Cyberpunk writers tend to use elements from crime fiction—particularly hardboiled detective fiction and film noir—and postmodernist prose to describe an often nihilistic underground side of an electronic society. The genre's vision of a troubled future is often called the antithesis of the generally utopian visions of the future popular in the 1940s and 1950s. Gibson defined cyberpunk's antipathy towards utopian science fiction in his 1981 short story "The Gernsback Continuum", which pokes fun at and, to a certain extent, condemns utopian science fiction.

In some cyberpunk writing, much of the action takes place online, in cyberspace, blurring the line between actual and virtual reality. A typical trope in such work is a direct connection between the human brain and computer systems. Cyberpunk settings are dystopias with corruption, computers, and computer networks.

The economic and technological state of Japan is a regular theme in the cyberpunk literature of the 1980s. Of Japan's influence on the genre, William Gibson said, "Modern Japan simply was cyberpunk." Cyberpunk is often set in urbanized, artificial landscapes, and "city lights, receding" was used by Gibson as one of the genre's first metaphors for cyberspace and virtual reality.

The cityscapes of Hong Kong has had major influences in the urban backgrounds, ambiance and settings in many cyberpunk works such as Blade Runner and Shadowrun. Ridley Scott envisioned the landscape of cyberpunk Los Angeles in Blade Runner to be "Hong Kong on a very bad day". The streetscapes of the Ghost in the Shell film were based on Hong Kong. Its director Mamoru Oshii felt that Hong Kong's strange and chaotic streets where "old and new exist in confusing relationships" fit the theme of the film well. Hong Kong's Kowloon Walled City is particularly notable for its disorganized hyper-urbanization and breakdown in traditional urban planning to be an inspiration to cyberpunk landscapes. During the British rule of Hong Kong, it was an area neglected by both the British and Qing administrations, embodying elements of liberalism in a dystopian context.

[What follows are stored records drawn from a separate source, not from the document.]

//! Console and log-file reporting.
//!
//! Every message becomes one `[LOG/<suite>/<test>] <message>` line on the
//! console (colored when enabled) and the same line, uncolored, in the
//! [`LogSink`]. Attribution and the color setting are read from the
//! [`ExecutionContext`] passed to each call. Output failures are swallowed:
//! reporting never fails a test.

use std::io::{self, Write};
use std::time::Duration;

use chrono::Local;
use colored::Colorize;
use faultline_core::{ExecutionContext, Fault, Outcome, RunSummary, Suite};
use faultline_trap::TrapObserver;

use crate::log_sink::LogSink;
use crate::structured_log::{LogEmitter, LogEntry, LogLevel};

/// Coloring class of a console line.
#[derive(Debug, Clone, Copy, PartialEq, Eq)]
pub enum Tone {
    Plain,
    Pass,
    Fail,
    Info,
}

pub struct Reporter {
    console: Box<dyn Write>,
    sink: LogSink,
    structured: Option<LogEmitter>,
}

impl Reporter {
    pub fn new(console: impl Write + 'static, sink: LogSink) -> Self {
        Self {
            console: Box::new(console),
            sink,
            structured: None,
        }
    }

    pub fn stdout(sink: LogSink) -> Self {
        Self::new(io::stdout(), sink)
    }

    /// Also write a JSONL event stream.
    #[must_use]
    pub fn with_structured_log(mut self, emitter: LogEmitter) -> Self {
        self.structured = Some(emitter);
        self
    }

    #[must_use]
    pub fn sink(&self) -> &LogSink {
        &self.sink
    }

    /// Log `message` attributed to whatever `ctx` says is running.
    pub fn log(&mut self, ctx: &ExecutionContext, message: &str) {
        self.log_tone(ctx, message, Tone::Plain);
    }

    /// Multi-line messages produce one prefixed line per line.
    pub fn log_tone(&mut self, ctx: &ExecutionContext, message: &str, tone: Tone) {
        let prefix = ctx.prefix();
        let color = ctx.color_enabled();
        if color {
            colored::control::set_override(true);
        }
        for line in message.split('\n') {
            let _ = self.sink.write_line(&format!("{prefix} {line}"));
            let console_line = if color {
                format!("{} {}", prefix.yellow(), paint(line, tone))
            } else {
                format!("{prefix} {line}")
            };
            let _ = writeln!(self.console, "{console_line}");
        }
    }

    /// Log the local date and time.
    pub fn log_time(&mut self, ctx: &ExecutionContext) {
        let now = Local::now().format("%A %c").to_string();
        self.log(ctx, &now);
    }

    /// Opening rule, time line and suite banner.
    pub fn suite_started(&mut self, ctx: &ExecutionContext, suite: &Suite) {
        self.rule('+', suite.name());
        self.log_time(ctx);
        self.log_tone(
            ctx,
            &format!("Running Test Suite: {}", suite.name()),
            Tone::Info,
        );
        self.emit(
            LogEntry::event(LogLevel::Info, "suite_start")
                .with_suite(ctx.suite())
                .with_details(serde_json::json!({ "tests": suite.len() })),
        );
    }

    pub fn test_started(&mut self, ctx: &ExecutionContext) {
        let name = ctx.test().unwrap_or_default().to_string();
        self.log_tone(ctx, &format!("Running Test: {name}..."), Tone::Info);
        self.emit(
            LogEntry::event(LogLevel::Info, "test_start")
                .with_suite(ctx.suite())
                .with_test(ctx.test()),
        );
    }

    /// Standardized pass/fail/fault line plus elapsed time.
    pub fn record_outcome(&mut self, ctx: &ExecutionContext, outcome: &Outcome, elapsed: Duration) {
        let name = ctx.test().unwrap_or_default().to_string();
        let (line, tone) = match outcome {
            Outcome::Passed => (format!("Test \"{name}\" passed."), Tone::Pass),
            Outcome::FailedFault(fault) => match fault.signal {
                Some(signo) => (
                    format!("Test \"{name}\" failed due to signal {signo} ({}).", fault.kind),
                    Tone::Fail,
                ),
                None => (format!("Test \"{name}\" failed due to {fault}."), Tone::Fail),
            },
            Outcome::FailedAssertion { .. } | Outcome::FailedExplicit { .. } => {
                (format!("Test \"{name}\" failed."), Tone::Fail)
            }
        };
        self.log_tone(ctx, &line, tone);
        self.log_tone(
            ctx,
            &format!("\tElapsed time: {:.6}s", elapsed.as_secs_f64()),
            Tone::Info,
        );

        let mut entry = LogEntry::event(level_for(outcome), "test_result")
            .with_suite(ctx.suite())
            .with_test(ctx.test())
            .with_outcome(outcome.kind())
            .with_duration(elapsed);
        if let Some(fault) = outcome.fault() {
            entry = entry.with_fault(fault);
        }
        self.emit(entry);
    }

    /// End-of-suite count block. `ctx` still names the suite, no test.
    pub fn record_summary(&mut self, ctx: &ExecutionContext, summary: &RunSummary) {
        self.log_tone(
            ctx,
            &format!("Test suite \"{}\" summary:", summary.suite),
            Tone::Info,
        );
        self.log(ctx, &format!("Total tests: {}", summary.total));
        self.log_tone(ctx, &format!("Passed tests: {}", summary.passed), Tone::Pass);
        self.log_tone(ctx, &format!("Failed tests: {}", summary.failed), Tone::Fail);
        self.log_tone(ctx, &format!("Pass rate: {}", summary.pass_rate()), Tone::Info);
        self.emit(
            LogEntry::event(LogLevel::Info, "suite_summary")
                .with_suite(Some(summary.suite.as_str()))
                .with_duration(summary.elapsed)
                .with_details(serde_json::json!({
                    "total": summary.total,
                    "passed": summary.passed,
                    "failed": summary.failed,
                })),
        );
    }

    /// Suite runtime line and closing rule.
    pub fn suite_finished(&mut self, ctx: &ExecutionContext, summary: &RunSummary) {
        self.log_tone(
            ctx,
            &format!(
                "Test suite \"{}\" tests ran for {:.6}s.",
                summary.suite,
                summary.elapsed.as_secs_f64()
            ),
            Tone::Info,
        );
        self.rule('-', &summary.suite);
    }

    pub fn run_complete(&mut self, ctx: &ExecutionContext, suites_run: usize, elapsed: Duration) {
        self.log(ctx, &format!("Testing complete. {suites_run} suites ran."));
        self.log(
            ctx,
            &format!(
                "Testing process completed in {:.6}s.",
                elapsed.as_secs_f64()
            ),
        );
        self.emit(
            LogEntry::event(LogLevel::Info, "run_complete")
                .with_duration(elapsed)
                .with_details(serde_json::json!({ "suites_run": suites_run })),
        );
    }

    pub fn flush(&mut self) {
        let _ = self.console.flush();
        let _ = self.sink.flush();
        if let Some(emitter) = self.structured.as_mut() {
            let _ = emitter.flush();
        }
    }

    /// Console-only separator, `20 + len(name)` wide.
    fn rule(&mut self, ch: char, name: &str) {
        let width = 20 + name.chars().count();
        let _ = writeln!(self.console, "{}", ch.to_string().repeat(width));
    }

    fn emit(&mut self, entry: LogEntry) {
        if let Some(emitter) = self.structured.as_mut() {
            let _ = emitter.emit_entry(entry);
        }
    }
}

impl TrapObserver for Reporter {
    fn test_log(&mut self, ctx: &ExecutionContext, message: &str) {
        self.log(ctx, message);
        self.emit(
            LogEntry::event(LogLevel::Debug, "test_log")
                .with_suite(ctx.suite())
                .with_test(ctx.test())
                .with_message(message),
        );
    }

    fn fault_caught(&mut self, ctx: &ExecutionContext, fault: &Fault) {
        let headline = match fault.signal {
            Some(_) => format!("Caught {fault}"),
            None => format!("Caught fault: {fault}"),
        };
        let message = format!(
            "{headline}\n\tError occurred during test: {}\n\tIn test suite: {}",
            ctx.test().unwrap_or("<none>"),
            ctx.suite().unwrap_or("<none>"),
        );
        self.log_tone(ctx, &message, Tone::Fail);
        self.emit(
            LogEntry::event(LogLevel::Error, "fault")
                .with_suite(ctx.suite())
                .with_test(ctx.test())
                .with_fault(fault)
                .with_message(headline),
        );
    }

    fn flush(&mut self) {
        Reporter::flush(self);
    }
}

impl std::fmt::Debug for Reporter {
    fn fmt(&self, f: &mut std::fmt::Formatter<'_>) -> std::fmt::Result {
        f.debug_struct("Reporter")
            .field("sink", &self.sink)
            .field("structured", &self.structured)
            .finish_non_exhaustive()
    }
}

fn paint(line: &str, tone: Tone) -> String {
    match tone {
        Tone::Plain => line.to_string(),
        Tone::Pass => line.green().to_string(),
        Tone::Fail => line.red().to_string(),
        Tone::Info => line.yellow().to_string(),
    }
}

fn level_for(outcome: &Outcome) -> LogLevel {
    match outcome {
        Outcome::Passed => LogLevel::Info,
        Outcome::FailedAssertion { .. } | Outcome::FailedExplicit { .. } => LogLevel::Warn,
        Outcome::FailedFault(_) => LogLevel::Error,
    }
}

Portrayals of East Asia and Asians in Western cyberpunk have been criticized as Orientalist and promoting racist tropes playing on American and European fears of East Asian dominance; this has been referred to as "techno-Orientalism".
The city Chongqing in mainland China is often referred to as a "cyberpunk city".

=== Society and government ===
Cyberpunk can be intended to disquiet readers and call them to action. It often expresses a sense of rebellion, suggesting that one could describe it as a type of cultural revolution in science fiction. In the words of author and critic David Brin:

... a closer look [at cyberpunk authors] reveals that they nearly always portray future societies in which governments have become wimpy and pathetic ... Popular science fiction tales by Gibson, Williams, Cadigan and others do depict Orwellian accumulations of power in the next century, but nearly always clutched in the secretive hands of a wealthy or corporate elite.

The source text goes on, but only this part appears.